Consumer DNA testing has become a widely used tool for exploring family connections and understanding personal heritage. Many individuals turn to these tests to confirm or discover relationships, including those with half-siblings. Interpreting half-sibling DNA test results requires understanding the science behind shared DNA and how testing companies present this information.
The Science of Shared DNA
Each person receives half of their DNA from their biological mother and the other half from their biological father. This genetic material, known as autosomal DNA, is organized into 22 pairs of non-sex chromosomes used in relationship testing.
Scientists use a centimorgan (cM) to measure the length of DNA segments and the amount of shared DNA. A centimorgan is not a physical distance; it represents the probability that a DNA section will pass down intact without being broken up by genetic recombination. The more centimorgans two people share, the more closely they are related.
Genetic recombination is a process where DNA segments from a pair of chromosomes are exchanged during the formation of egg and sperm cells. This random shuffling explains why siblings, even full siblings, do not inherit the exact same DNA from their parents. The amount of shared DNA, measured in centimorgans, can vary among close relatives.
Decoding Shared DNA Percentages
DNA testing companies typically provide a total centimorgan (cM) value and a percentage of shared DNA. For half-siblings, who share one biological parent, the expected range is generally 1,160 to 2,436 cM, averaging around 1,759 cM. This usually corresponds to approximately 25% of their DNA.
For comparison, full siblings, who share both biological parents, typically share significantly more DNA, ranging from 1,613 to 3,488 cM, averaging around 2,700 cM (roughly 50%). First cousins, sharing grandparents, usually share less DNA, averaging about 866 cM, with a range between 396 and 1,397 cM (around 12.5%).
The ranges for different relationships can sometimes overlap. For example, a half-sibling match with a high cM count might occasionally overlap with the lower end of a full sibling range. This overlap occurs due to the random nature of DNA inheritance, where individuals can inherit more or less DNA from their shared ancestors. Analyzing these numerical values provides a foundational step in understanding the likely relationship.
Understanding Shared DNA Segments
Beyond the total amount of shared DNA, the way DNA is shared in segments provides additional insights. A shared DNA segment is a continuous stretch of identical DNA between two individuals, indicating inheritance from a common ancestor. The number and length of these shared segments are important for confirming a relationship.

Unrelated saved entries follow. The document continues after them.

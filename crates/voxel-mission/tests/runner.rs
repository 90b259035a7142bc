mod common;

use std::sync::Arc;
use std::time::Duration;

use common::{controls_released, init_tracing, standing, ScriptedConnection};
use tokio::sync::mpsc;
use tokio::time::Instant;
use tokio_util::sync::CancellationToken;
use voxel_catalog::Condition;
use voxel_core::{Command, ItemId, Inventory, KnowledgeBase, Observation, StaticKnowledgeBase};
use voxel_mission::{
    AgentOutcome, AgentReport, AgentRunner, Frame, RunningState, WorldConnection,
    WorldConnectionFault,
};
use voxel_ppa::{back_chain, CompilerConfig, Goal};

struct Harness {
    runner: AgentRunner,
    reports: mpsc::UnboundedReceiver<AgentReport>,
    cancel: CancellationToken,
}

fn harness(goals: &[Goal], connection: Box<dyn WorldConnection>) -> Harness {
    init_tracing();
    let knowledge: Arc<dyn KnowledgeBase> = Arc::new(StaticKnowledgeBase::minecraft());
    let tree = back_chain(knowledge.as_ref(), goals, CompilerConfig::for_agent("alice"))
        .expect("goals compile");
    let (tx, rx) = mpsc::unbounded_channel();
    let cancel = CancellationToken::new();
    let runner = AgentRunner::new(
        "alice",
        tree,
        knowledge,
        Default::default(),
        connection,
        tx,
        cancel.clone(),
    )
    .with_role("gatherer")
    .with_idle_timeout(Duration::from_secs(5));
    Harness {
        runner,
        reports: rx,
        cancel,
    }
}

fn drain(rx: &mut mpsc::UnboundedReceiver<AgentReport>) -> Vec<AgentReport> {
    let mut out = Vec::new();
    while let Ok(report) = rx.try_recv() {
        out.push(report);
    }
    out
}

fn needs_log() -> Vec<Goal> {
    vec![Goal::from(Condition::has_item(ItemId::LOG, 1))]
}

fn assert_released_controls(commands: &[Command]) {
    assert_eq!(commands.last(), Some(&Command::Attack(false)), "{commands:?}");
    assert!(commands.contains(&Command::Move(0.0)));
}

#[tokio::test(start_paused = true)]
async fn idle_connection_times_out_with_a_single_fault() {
    let (connection, tap) = ScriptedConnection::new().observe(standing()).boxed();
    let Harness {
        runner,
        mut reports,
        ..
    } = harness(&needs_log(), connection);

    let started = Instant::now();
    let outcome = runner.run().await;

    assert_eq!(outcome.state, RunningState::Timeout);
    assert_eq!(
        outcome.fault,
        Some(WorldConnectionFault::IdleTimeout(Duration::from_secs(5)))
    );
    assert_eq!(outcome.ticks, 1);
    assert_eq!(outcome.restarts, 1);
    assert_eq!(tap.restarts(), 1);
    assert!(started.elapsed() >= Duration::from_secs(5));

    let reports = drain(&mut reports);
    let states: Vec<_> = reports.iter().map(|r| r.running_state).collect();
    assert_eq!(states, vec![RunningState::Running, RunningState::Timeout]);
    assert_eq!(reports[1].completion_time, None);
    assert_eq!(reports[1].role, "gatherer");

    // exploring for logs was running when the connection went quiet
    assert_released_controls(&tap.commands());
}

#[tokio::test(start_paused = true)]
async fn satisfied_goal_succeeds_on_first_tick() {
    let observation = Observation {
        inventory: Inventory::from_items([(ItemId::LOG, 2)]),
        ..standing()
    };
    let (connection, tap) = ScriptedConnection::new().forever(observation).boxed();
    let Harness {
        runner,
        mut reports,
        ..
    } = harness(&needs_log(), connection);

    let outcome = runner.run().await;

    assert_eq!(
        outcome,
        AgentOutcome {
            agent: "alice".to_string(),
            state: RunningState::Success,
            fault: None,
            ticks: 1,
            restarts: 0,
        }
    );
    assert_eq!(tap.restarts(), 0);

    let reports = drain(&mut reports);
    assert_eq!(reports.len(), 1);
    let report = &reports[0];
    assert_eq!(report.running_state, RunningState::Success);
    assert!(report.completion_time.is_some());
    assert_eq!(report.position, standing().position);
}

#[tokio::test(start_paused = true)]
async fn zero_life_is_deceased() {
    let dead = Observation {
        life: Some(0.0),
        ..standing()
    };
    let (connection, tap) = ScriptedConnection::new().observe(dead).boxed();
    let outcome = harness(&needs_log(), connection).runner.run().await;

    assert_eq!(outcome.state, RunningState::Deceased);
    assert_eq!(outcome.fault, Some(WorldConnectionFault::Died));
    assert_eq!(outcome.ticks, 0);
    assert_eq!(tap.restarts(), 1);
}

#[tokio::test(start_paused = true)]
async fn world_error_is_a_timeout() {
    let (connection, tap) = ScriptedConnection::new()
        .observe(standing())
        .then(Frame::Error("socket closed".into()))
        .boxed();
    let outcome = harness(&needs_log(), connection).runner.run().await;

    assert_eq!(outcome.state, RunningState::Timeout);
    assert_eq!(
        outcome.fault,
        Some(WorldConnectionFault::World("socket closed".into()))
    );
    assert_eq!(tap.restarts(), 1);
}

#[tokio::test(start_paused = true)]
async fn mission_end_terminates_without_fault() {
    let (connection, tap) = ScriptedConnection::new()
        .observe(standing())
        .then(Frame::MissionEnded)
        .boxed();
    let Harness {
        runner,
        mut reports,
        ..
    } = harness(&needs_log(), connection);

    let outcome = runner.run().await;

    assert_eq!(outcome.state, RunningState::Terminated);
    assert_eq!(outcome.fault, None);
    assert_eq!(tap.restarts(), 0);
    assert_released_controls(&tap.commands());

    let last = drain(&mut reports).pop().expect("final report");
    assert_eq!(last.running_state, RunningState::Terminated);
}

#[tokio::test(start_paused = true)]
async fn cancellation_stops_between_ticks() {
    let (connection, tap) = ScriptedConnection::new().forever(standing()).boxed();
    let Harness {
        runner,
        mut reports,
        cancel,
    } = harness(&needs_log(), connection);

    let task = tokio::spawn(runner.run());
    tokio::time::sleep(Duration::from_secs(1)).await;
    cancel.cancel();
    let outcome = task.await.expect("runner task");

    assert_eq!(outcome.state, RunningState::Cancelled);
    assert_eq!(outcome.fault, None);
    assert!(outcome.ticks > 1);
    assert_eq!(tap.restarts(), 0);
    assert_released_controls(&tap.commands());

    let reports = drain(&mut reports);
    assert_eq!(reports.len() as u64, outcome.ticks + 1);
    assert!(reports
        .iter()
        .rev()
        .skip(1)
        .all(|r| r.running_state == RunningState::Running));
}

#[tokio::test(start_paused = true)]
async fn cancelled_before_start_never_ticks() {
    let (connection, tap) = ScriptedConnection::new().forever(standing()).boxed();
    let Harness { runner, cancel, .. } = harness(&needs_log(), connection);
    cancel.cancel();

    let outcome = runner.run().await;

    assert_eq!(outcome.state, RunningState::Cancelled);
    assert_eq!(outcome.ticks, 0);
    assert!(tap.commands().is_empty());
}

#[tokio::test(start_paused = true)]
async fn aborted_runner_releases_controls() {
    let (connection, tap) = ScriptedConnection::new().forever(standing()).boxed();
    let Harness { runner, .. } = harness(&needs_log(), connection);

    let task = tokio::spawn(runner.run());
    tokio::time::sleep(Duration::from_millis(500)).await;
    assert!(!controls_released(&tap.commands()));
    task.abort();
    assert!(task.await.unwrap_err().is_cancelled());

    assert!(controls_released(&tap.commands()), "{:?}", tap.commands());
    assert_eq!(tap.restarts(), 0);
}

Half-siblings typically share DNA in fewer, but often longer, segments compared to full siblings. Full siblings share DNA from both parents, leading to “fully identical regions” (FIRs) where they inherited the same DNA from both parents. Half-siblings do not have significant FIRs; they primarily share “half identical regions” (HIRs), matching only on DNA inherited from their one common parent.
To be considered significant, a shared DNA segment generally needs to be above a certain centimorgan threshold, commonly around 7 cM, though some companies use 8 cM. Examining segment characteristics, such as overall length and the absence or presence of fully identical regions, offers stronger evidence for a half-sibling relationship than relying solely on total shared cM, especially in ambiguous cases.
Navigating Unexpected Results
Occasionally, DNA test results may not align with initial expectations, presenting shared DNA percentages or segments outside typical half-sibling ranges. Several factors can contribute to these ambiguous outcomes. One common reason involves unknown close relatives, such as a shared aunt, uncle, or even a full sibling previously thought to be a half-sibling.
Genetic inheritance patterns can also be a factor, as the random nature of DNA distribution can sometimes result in higher or lower shared cM values than average for a given relationship. Endogamy, where individuals come from populations with a history of intermarriage, can also cause shared DNA to appear higher due to distant ancestral origins rather than recent close relationships. While rare, testing errors are also a possibility.
When faced with unexpected results, there are practical steps to take for clarification. Contacting the DNA testing company’s support team can provide further data interpretation. Testing additional known relatives, such as a presumed parent or other siblings, can help triangulate shared DNA and narrow possibilities. In complex cases, consulting a professional genetic genealogist offers specialized expertise in analyzing DNA data and constructing family trees.